PROFESSIONAL PRACTICE 61
OBITUARY
ONE MAN, MANY VOICES A TRIBUTE TO TOBIAS TAK
BY JREENA GREEN
The British jazz dance community recently lost one of its leading lights. Award-winning rhythm tap dancer and choreographer tobias Eduard Tak, who died on 7 January 2020, had a profound impact on the lives and careers of many dancers in the UK and worldwide. Tobias Tak was born in Voorburg in the Netherlands on 25 January 1954, into a refugee family who had fled the Holocaust. Tobias studied fine art at the Royal Academy (The Hague), where he pursued his passion for drawing. In later life he became a well-known comic book illustrator and published many books. Through his weekly classes at London’s Danceworks and solo rhythm tap shows which toured throughout Britain and Europe, Tobias changed the face of British tap dancing. He furthered his studies studying in New York under tap legends such as Honi Coles and Charles Cook and shared this knowledge with his British students. Some would say he, more than any other one individual, taught British tap dancers to ‘swing’.

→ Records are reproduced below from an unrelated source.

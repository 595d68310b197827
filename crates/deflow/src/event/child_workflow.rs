use time::OffsetDateTime;

use super::{EventType, originating, text};
use crate::action::WorkflowAction;
use crate::error::Result;
use crate::history::{EventAttributes, EventGraph, HistoryEvent, StartChildWorkflowExecutionInitiated};
use crate::identity::{Identity, ScheduleData, ScheduleId};

#[derive(Debug, Clone, PartialEq, Eq)]
pub enum ChildWorkflowState {
    /// The service accepted the start request (`StartChildWorkflowExecutionInitiated`).
    Scheduled,
    Started { run_id: String },
    Completed { result: Option<String> },
    Failed { reason: Option<String>, details: Option<String> },
    TimedOut { timeout_type: String },
    Cancelled { details: Option<String> },
    Terminated,
    StartFailed { cause: String },
    CancelRequested,
    CancellationFailed { cause: String },
}

/// A child workflow event, denormalized with its initiation attributes.
#[derive(Debug, Clone, PartialEq)]
pub struct ChildWorkflowEvent {
    pub event_id: i64,
    pub timestamp: OffsetDateTime,
    /// The child's workflow id.
    pub schedule_id: ScheduleId,
    pub name: String,
    pub version: String,
    pub positional_name: String,
    pub input: Option<String>,
    pub state: ChildWorkflowState,
}

impl ChildWorkflowEvent {
    pub fn from_history(event: &HistoryEvent, graph: &EventGraph<'_>) -> Result<Option<Self>> {
        let (initiated_event_id, state) = match &event.attributes {
            EventAttributes::StartChildWorkflowExecutionInitiated(a) => {
                return Ok(Some(Self::initiated(event, a, ChildWorkflowState::Scheduled)));
            }
            EventAttributes::ChildWorkflowExecutionStarted(a) => (
                a.initiated_event_id,
                ChildWorkflowState::Started {
                    run_id: a.workflow_execution.run_id.clone(),
                },
            ),
            EventAttributes::ChildWorkflowExecutionCompleted(a) => (
                a.initiated_event_id,
                ChildWorkflowState::Completed {
                    result: a.result.clone(),
                },
            ),
            EventAttributes::ChildWorkflowExecutionFailed(a) => (
                a.initiated_event_id,
                ChildWorkflowState::Failed {
                    reason: a.reason.clone(),
                    details: a.details.clone(),
                },
            ),
            EventAttributes::ChildWorkflowExecutionTimedOut(a) => (
                a.initiated_event_id,
                ChildWorkflowState::TimedOut {
                    timeout_type: text(&a.timeout_type),
                },
            ),
            EventAttributes::ChildWorkflowExecutionCanceled(a) => (
                a.initiated_event_id,
                ChildWorkflowState::Cancelled {
                    details: a.details.clone(),
                },
            ),
            EventAttributes::ChildWorkflowExecutionTerminated(a) => {
                (a.initiated_event_id, ChildWorkflowState::Terminated)
            }
            EventAttributes::StartChildWorkflowExecutionFailed(a) => (
                a.initiated_event_id,
                ChildWorkflowState::StartFailed {
                    cause: a.cause.clone(),
                },
            ),
            EventAttributes::RequestCancelExternalWorkflowExecutionInitiated(a) => {
                return Ok(Some(Self::external(
                    event,
                    &a.workflow_id,
                    ChildWorkflowState::CancelRequested,
                )));
            }
            EventAttributes::RequestCancelExternalWorkflowExecutionFailed(a) => {
                let state = ChildWorkflowState::CancellationFailed {
                    cause: a.cause.clone(),
                };
                return Ok(Some(Self::external(event, &a.workflow_id, state)));
            }
            _ => return Ok(None),
        };

        let initiated = originating(
            graph,
            event.event_id,
            initiated_event_id,
            "StartChildWorkflowExecutionInitiated",
            |attributes| match attributes {
                EventAttributes::StartChildWorkflowExecutionInitiated(a) => Some(a),
                _ => None,
            },
        )?;
        Ok(Some(Self::initiated(event, initiated, state)))
    }

    fn initiated(
        event: &HistoryEvent,
        initiated: &StartChildWorkflowExecutionInitiated,
        state: ChildWorkflowState,
    ) -> Self {
        let data = ScheduleData::from_control(initiated.control.as_deref());
        Self {
            event_id: event.event_id,
            timestamp: event.timestamp,
            schedule_id: ScheduleId::raw(&initiated.workflow_id),
            name: initiated.workflow_type.name.clone(),
            version: initiated.workflow_type.version.clone(),
            positional_name: data.positional_name,
            input: initiated.input.clone(),
            state,
        }
    }

    fn external(event: &HistoryEvent, workflow_id: &str, state: ChildWorkflowState) -> Self {
        Self {
            event_id: event.event_id,
            timestamp: event.timestamp,
            schedule_id: ScheduleId::raw(workflow_id),
            name: String::new(),
            version: String::new(),
            positional_name: String::new(),
            input: None,
            state,
        }
    }

    pub fn event_type(&self) -> EventType {
        match self.state {
            ChildWorkflowState::Scheduled => EventType::Scheduled,
            ChildWorkflowState::Started { .. } => EventType::Started,
            ChildWorkflowState::Completed { .. } => EventType::Completed,
            ChildWorkflowState::Failed { .. } => EventType::Failed,
            ChildWorkflowState::TimedOut { .. } => EventType::TimedOut,
            ChildWorkflowState::Cancelled { .. } => EventType::Cancelled,
            ChildWorkflowState::Terminated => EventType::Terminated,
            ChildWorkflowState::StartFailed { .. } => EventType::StartFailed,
            ChildWorkflowState::CancelRequested => EventType::CancelRequested,
            ChildWorkflowState::CancellationFailed { .. } => EventType::CancellationFailed,
        }
    }

    pub fn result(&self) -> Option<&str> {
        match &self.state {
            ChildWorkflowState::Completed { result } => result.as_deref(),
            _ => None,
        }
    }

    pub fn reason(&self) -> Option<&str> {
        match &self.state {
            ChildWorkflowState::Failed { reason, .. } => reason.as_deref(),
            _ => None,
        }
    }

    pub fn details(&self) -> Option<&str> {
        match &self.state {
            ChildWorkflowState::Failed { details, .. } | ChildWorkflowState::Cancelled { details } => {
                details.as_deref()
            }
            _ => None,
        }
    }

    pub(crate) fn default_action(&self, item: &Identity) -> WorkflowAction {
        match &self.state {
            ChildWorkflowState::Completed { .. } => WorkflowAction::continue_from(item.clone()),
            ChildWorkflowState::Failed { reason, details } => {
                WorkflowAction::fail_workflow(text(reason), text(details))
            }
            ChildWorkflowState::TimedOut { timeout_type } => {
                WorkflowAction::fail_workflow("CHILD_WORKFLOW_TIMEDOUT", timeout_type.clone())
            }
            ChildWorkflowState::Cancelled { details } => WorkflowAction::cancel_workflow(text(details)),
            ChildWorkflowState::Terminated => {
                WorkflowAction::fail_workflow("CHILD_WORKFLOW_TERMINATED", "")
            }
            ChildWorkflowState::StartFailed { cause } => {
                WorkflowAction::fail_workflow("CHILD_WORKFLOW_START_FAILED", cause.clone())
            }
            ChildWorkflowState::CancellationFailed { cause } => {
                WorkflowAction::fail_workflow("CHILD_WORKFLOW_CANCELLATION_FAILED", cause.clone())
            }
            ChildWorkflowState::Scheduled
            | ChildWorkflowState::Started { .. }
            | ChildWorkflowState::CancelRequested => WorkflowAction::ignore(),
        }
    }
}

Tobias Tak, photo courtesy Tobias Tak colleagues
In the early 1980s, jazz dance went through a revival in Europe. At the forefront of this resurgence were UK dance companies such as the Zoots and Spangles, I Dance Jazz (IDJ), Brothers in Jazz, Jazzcotech, Jiving Lindy Hoppers and individuals like Dollie Henry, Jreena Green, Stuart Arnold and Paul Henry. Tobias was an inspiration for many of these practitioners and also passed on his passion to a younger generation of rhythm tappers (‘hoofers’), such as Junior Laniyan, Lee Payne, Annette Walker and Scott Cripps.